03 June 2012

COLLISION COURSE


Imagine the Milky Way galaxy ~ 200-400 billion stars ~ our sun resides in a modest position along one of its spiral arms.  Now imagine the Andromeda galaxy ~ 1000 billion stars ~ the largest galaxy of the local group.  Now imagine that the two massive galaxies are on a collision course.  Guess what ~ they are.

Last week the science journal Nature reported astronomers' announcement that the Milky Way and Andromeda will undergo a direct and complete merger ~ "Four billion years from now, the two galaxies will pass through each other and 2 billion years after that, they will fall back into a permanent embrace to form a single galaxy."

The research team reached its conclusion after eight years of intense observation using the Hubble Space Telescope, coupled with intricate computer simulation software.  "The team's simulations had to account for the Sun's motion as well as the gravity of a satellite galaxy of Andromeda called M33, which the researchers say has a 9% chance of plowing into the Milky way before Andromeda does.

"The Milky Way - Andromeda collision will almost certainly move the Sun outwards from its current position of 8,000 parsecs (26,000 light years) away from the Galactic center.  The simulation shows a 10% chance that the Solar System will be exiled to a Galactic Siberia, more than 50,000 parsecs (160,000 light years) from the center of the merged bodies."

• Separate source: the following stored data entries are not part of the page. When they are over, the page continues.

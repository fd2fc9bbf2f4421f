//! Applies name translation to hierarchy rows

use bom_common::models::HierarchyRow;
use std::collections::HashSet;

use super::TranslationTables;

/// Translate parent and child names of every row
///
/// The parent name is resolved against the parent code; the child name only
/// when present and non-empty, against the child code.
pub fn apply(rows: &[HierarchyRow], tables: &TranslationTables) -> Vec<HierarchyRow> {
    translate_rows(rows, tables, |_| {})
}

/// [`apply`], also returning every code with at least one failed resolution
///
/// Codes are listed once each, in order of their first failure, whether they
/// failed as a parent or as a child.
pub fn apply_with_tracking(
    rows: &[HierarchyRow],
    tables: &TranslationTables,
) -> (Vec<HierarchyRow>, Vec<String>) {
    let mut seen = HashSet::new();
    let mut untranslated = Vec::new();

    let translated = translate_rows(rows, tables, |code| {
        if !code.is_empty() && seen.insert(code.to_string()) {
            untranslated.push(code.to_string());
        }
    });

    (translated, untranslated)
}

fn translate_rows(
    rows: &[HierarchyRow],
    tables: &TranslationTables,
    mut on_miss: impl FnMut(&str),
) -> Vec<HierarchyRow> {
    rows.iter()
        .map(|row| {
            let parent = tables.resolve(&row.parent_name, &row.parent_code);
            if !parent.translated {
                on_miss(&row.parent_code);
            }

            let child = row.child_name_text().map(|name| {
                let child = tables.resolve(name, &row.child_code);
                if !child.translated {
                    on_miss(&row.child_code);
                }
                child.text
            });

            HierarchyRow {
                parent_name_translated: Some(parent.text),
                child_name_translated: child,
                ..row.clone()
            }
        })
        .collect()
}
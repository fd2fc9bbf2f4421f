//! Build script for bom-server
//!
//! Captures build identification information at compile time:
//! - Git commit hash (short form)
//! - Build timestamp
//! - Build profile (debug/release)

use std::process::Command;

fn main() {
    let git_hash = Command::new("git")
        .args(["rev-parse", "--short=8", "HEAD"])
        .output()
        .ok()
        .filter(|output| output.status.success())
        .and_then(|output| String::from_utf8(output.stdout).ok())
        .map(|s| s.trim().to_string())
        .unwrap_or_else(|| "unknown".to_string());

    let build_timestamp = chrono::Utc::now().to_rfc3339_opts(chrono::SecondsFormat::Secs, true);

    let profile = std::env::var("PROFILE").unwrap_or_else(|_| "unknown".to_string());

    println!("cargo:rustc-env=GIT_HASH={}", git_hash);
    println!("cargo:rustc-env=BUILD_TIMESTAMP={}", build_timestamp);
    println!("cargo:rustc-env=BUILD_PROFILE={}", profile);
}
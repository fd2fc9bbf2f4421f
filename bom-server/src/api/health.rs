//! Health check endpoint

use axum::{extract::State, routing::get, Json, Router};
use chrono::Utc;
use serde::Serialize;

use crate::AppState;

/// Health check response
#[derive(Debug, Serialize)]
pub struct HealthResponse {
    pub status: String,
    pub module: String,
    pub version: String,
    pub uptime_seconds: u64,
    /// Whether translation tables have been loaded yet (they load on first use)
    pub translations_loaded: bool,
}

/// GET /health
pub async fn health_check(State(state): State<AppState>) -> Json<HealthResponse> {
    let uptime = Utc::now().signed_duration_since(state.startup_time);

    Json(HealthResponse {
        status: "ok".to_string(),
        module: "bom-server".to_string(),
        version: env!("CARGO_PKG_VERSION").to_string(),
        uptime_seconds: uptime.num_seconds().max(0) as u64,
        translations_loaded: state.translator.is_loaded().await,
    })
}

/// Build health check routes
pub fn health_routes() -> Router<AppState> {
    Router::new().route("/health", get(health_check))
}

Let's contemplate this for a moment.  When I was young (back during the Punic Wars), I recall reading that the ratio of mass to space in the universe is similar to that of placing three grains of sand inside the world's largest cathedral. If objects in space are so far apart, one might think that two galaxies might simply pass through each other unchanged.  There are three reasons why this reasoning falls flat ~ (a) a galaxy is, by definition, a concentration of mass greater than that found in the rest of space ~ (b) in the intervening years we've discovered the presence of dark matter, which is not detectable by telescopes, but which nevertheless makes up an estimated 84% of the matter in the universe (including 84% of the matter in galaxies) ~ and (c) the most important factor of all, gravitation.

Even over vast distances, a single massive object (say our Sun) exerts an enormous gravitational pull on other objects too far to be seen with the unaided eye.  The Sun holds Earth in a captive orbit 93 million miles away, and Neptune in a captive orbit 2.7 billion miles away.  The Oort Cloud?  Forget about it.  Our Milky Way galaxy is a grand, slow-motion swirl of stars held in place (and in motion) by the dynamic balance of gravitation, centripetal force, and momentum.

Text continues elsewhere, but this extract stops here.